### TASK STATEMENT
Go through the listing and write out all of it exactly.

### DATASET EXCERPTS
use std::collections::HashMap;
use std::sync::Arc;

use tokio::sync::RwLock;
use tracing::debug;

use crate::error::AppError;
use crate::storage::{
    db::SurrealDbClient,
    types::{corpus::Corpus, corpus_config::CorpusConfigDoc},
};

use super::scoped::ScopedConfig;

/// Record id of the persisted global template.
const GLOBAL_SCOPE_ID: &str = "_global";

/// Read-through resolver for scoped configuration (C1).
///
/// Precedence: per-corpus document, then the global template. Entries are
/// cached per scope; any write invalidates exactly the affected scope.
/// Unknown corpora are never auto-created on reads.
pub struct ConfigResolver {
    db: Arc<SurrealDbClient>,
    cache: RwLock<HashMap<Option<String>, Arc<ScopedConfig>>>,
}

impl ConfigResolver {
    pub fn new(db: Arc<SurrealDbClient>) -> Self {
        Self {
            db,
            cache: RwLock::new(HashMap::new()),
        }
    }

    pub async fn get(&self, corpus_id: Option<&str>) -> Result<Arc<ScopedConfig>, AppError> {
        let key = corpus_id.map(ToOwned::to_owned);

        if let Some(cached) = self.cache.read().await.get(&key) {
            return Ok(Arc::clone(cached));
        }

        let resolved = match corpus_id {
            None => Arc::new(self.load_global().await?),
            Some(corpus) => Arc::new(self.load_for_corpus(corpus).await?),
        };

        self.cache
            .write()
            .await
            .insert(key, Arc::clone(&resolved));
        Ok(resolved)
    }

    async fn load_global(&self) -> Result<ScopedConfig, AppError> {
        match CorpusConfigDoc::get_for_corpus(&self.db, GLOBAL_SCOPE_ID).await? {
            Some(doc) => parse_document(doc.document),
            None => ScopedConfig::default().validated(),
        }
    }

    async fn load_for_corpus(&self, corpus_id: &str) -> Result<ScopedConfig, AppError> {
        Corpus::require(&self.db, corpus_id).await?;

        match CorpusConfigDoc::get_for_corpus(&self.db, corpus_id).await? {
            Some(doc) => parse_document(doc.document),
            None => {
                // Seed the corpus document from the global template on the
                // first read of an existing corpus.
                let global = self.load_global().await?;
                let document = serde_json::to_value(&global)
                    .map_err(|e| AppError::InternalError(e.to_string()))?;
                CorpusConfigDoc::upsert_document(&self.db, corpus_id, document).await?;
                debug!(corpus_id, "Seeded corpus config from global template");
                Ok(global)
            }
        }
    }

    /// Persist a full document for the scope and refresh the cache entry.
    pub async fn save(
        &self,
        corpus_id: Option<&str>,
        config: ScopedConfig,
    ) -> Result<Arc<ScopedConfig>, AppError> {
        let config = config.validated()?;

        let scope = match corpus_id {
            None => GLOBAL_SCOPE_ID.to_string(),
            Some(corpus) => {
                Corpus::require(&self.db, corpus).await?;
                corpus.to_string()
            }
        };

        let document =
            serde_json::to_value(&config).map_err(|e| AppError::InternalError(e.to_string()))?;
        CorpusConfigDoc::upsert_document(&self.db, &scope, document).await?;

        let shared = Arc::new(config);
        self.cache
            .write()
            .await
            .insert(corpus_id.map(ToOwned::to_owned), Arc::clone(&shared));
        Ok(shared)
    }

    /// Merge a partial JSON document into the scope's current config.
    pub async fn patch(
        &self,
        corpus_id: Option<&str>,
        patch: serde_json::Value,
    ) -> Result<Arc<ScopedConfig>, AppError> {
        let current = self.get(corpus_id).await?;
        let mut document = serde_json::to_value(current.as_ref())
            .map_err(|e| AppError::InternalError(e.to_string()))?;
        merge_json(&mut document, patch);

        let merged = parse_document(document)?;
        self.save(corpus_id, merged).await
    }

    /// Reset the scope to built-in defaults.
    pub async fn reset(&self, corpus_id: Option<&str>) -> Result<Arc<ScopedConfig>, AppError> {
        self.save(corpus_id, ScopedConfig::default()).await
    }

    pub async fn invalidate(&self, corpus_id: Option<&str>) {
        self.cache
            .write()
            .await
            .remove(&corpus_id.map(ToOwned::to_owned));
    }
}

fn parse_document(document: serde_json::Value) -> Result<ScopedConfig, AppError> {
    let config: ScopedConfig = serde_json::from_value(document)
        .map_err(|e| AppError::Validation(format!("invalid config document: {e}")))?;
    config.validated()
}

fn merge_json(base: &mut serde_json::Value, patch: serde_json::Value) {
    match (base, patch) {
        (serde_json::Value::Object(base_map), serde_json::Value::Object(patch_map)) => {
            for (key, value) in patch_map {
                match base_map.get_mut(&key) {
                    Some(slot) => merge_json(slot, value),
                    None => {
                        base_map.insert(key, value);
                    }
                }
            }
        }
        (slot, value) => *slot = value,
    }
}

### RESULT OF THE TASK
use std::collections::HashMap;
use std::sync::Arc;

use tokio::sync::RwLock;
use tracing::debug;

use crate::error::AppError;
use crate::storage::{
    db::SurrealDbClient,
    types::{corpus::Corpus, corpus_config::CorpusConfigDoc},
};

use super::scoped::ScopedConfig;

/// Record id of the persisted global template.
const GLOBAL_SCOPE_ID: &str = "_global";

/// Read-through resolver for scoped configuration (C1).
///
/// Precedence: per-corpus document, then the global template. Entries are
/// cached per scope; any write invalidates exactly the affected scope.
/// Unknown corpora are never auto-created on reads.
pub struct ConfigResolver {
    db: Arc<SurrealDbClient>,
    cache: RwLock<HashMap<Option<String>, Arc<ScopedConfig>>>,
}

impl ConfigResolver {
    pub fn new(db: Arc<SurrealDbClient>) -> Self {
        Self {
            db,
            cache: RwLock::new(HashMap::new()),
        }
    }

    pub async fn get(&self, corpus_id: Option<&str>) -> Result<Arc<ScopedConfig>, AppError> {
        let key = corpus_id.map(ToOwned::to_owned);

        if let Some(cached) = self.cache.read().await.get(&key) {
            return Ok(Arc::clone(cached));
        }

        let resolved = match corpus_id {
            None => Arc::new(self.load_global().await?),
            Some(corpus) => Arc::new(self.load_for_corpus(corpus).await?),
        };

        self.cache
            .write()
            .await
            .insert(key, Arc::clone(&resolved));
        Ok(resolved)
    }

    async fn load_global(&self) -> Result<ScopedConfig, AppError> {
        match CorpusConfigDoc::get_for_corpus(&self.db, GLOBAL_SCOPE_ID).await? {
            Some(doc) => parse_document(doc.document),
            None => ScopedConfig::default().validated(),
        }
    }

    async fn load_for_corpus(&self, corpus_id: &str) -> Result<ScopedConfig, AppError> {
        Corpus::require(&self.db, corpus_id).await?;

        match CorpusConfigDoc::get_for_corpus(&self.db, corpus_id).await? {
            Some(doc) => parse_document(doc.document),
            None => {
                // Seed the corpus document from the global template on the
                // first read of an existing corpus.
                let global = self.load_global().await?;
                let document = serde_json::to_value(&global)
                    .map_err(|e| AppError::InternalError(e.to_string()))?;
                CorpusConfigDoc::upsert_document(&self.db, corpus_id, document).await?;
                debug!(corpus_id, "Seeded corpus config from global template");
                Ok(global)
            }
        }
    }

    /// Persist a full document for the scope and refresh the cache entry.
    pub async fn save(
        &self,
        corpus_id: Option<&str>,
        config: ScopedConfig,
    ) -> Result<Arc<ScopedConfig>, AppError> {
        let config = config.validated()?;

        let scope = match corpus_id {
            None => GLOBAL_SCOPE_ID.to_string(),
            Some(corpus) => {
                Corpus::require(&self.db, corpus).await?;
                corpus.to_string()
            }
        };

        let document =
            serde_json::to_value(&config).map_err(|e| AppError::InternalError(e.to_string()))?;
        CorpusConfigDoc::upsert_document(&self.db, &scope, document).await?;

        let shared = Arc::new(config);
        self.cache
            .write()
            .await
            .insert(corpus_id.map(ToOwned::to_owned), Arc::clone(&shared));
        Ok(shared)
    }

    /// Merge a partial JSON document into the scope's current config.
    pub async fn patch(
        &self,
        corpus_id: Option<&str>,
        patch: serde_json::Value,
    ) -> Result<Arc<ScopedConfig>, AppError> {
        let current = self.get(corpus_id).await?;
        let mut document = serde_json::to_value(current.as_ref())
            .map_err(|e| AppError::InternalError(e.to_string()))?;
        merge_json(&mut document, patch);

        let merged = parse_document(document)?;
        self.save(corpus_id, merged).await
    }

    /// Reset the scope to built-in defaults.
    pub async fn reset(&self, corpus_id: Option<&str>) -> Result<Arc<ScopedConfig>, AppError> {
        self.save(corpus_id, ScopedConfig::default()).await
    }

    pub async fn invalidate(&self, corpus_id: Option<&str>) {
        self.cache
            .write()
            .await
            .remove(&corpus_id.map(ToOwned::to_owned));
    }
}

fn parse_document(document: serde_json::Value) -> Result<ScopedConfig, AppError> {
    let config: ScopedConfig = serde_json::from_value(document)
        .map_err(|e| AppError::Validation(format!("invalid config document: {e}")))?;
    config.validated()
}

fn merge_json(base: &mut serde_json::Value, patch: serde_json::Value) {
    match (base, patch) {
        (serde_json::Value::Object(base_map), serde_json::Value::Object(patch_map)) => {
            for (key, value) in patch_map {
                match base_map.get_mut(&key) {
                    Some(slot) => merge_json(slot, value),
                    None => {
                        base_map.insert(key, value);
                    }
                }
            }
        }
        (slot, value) => *slot = value,
    }
}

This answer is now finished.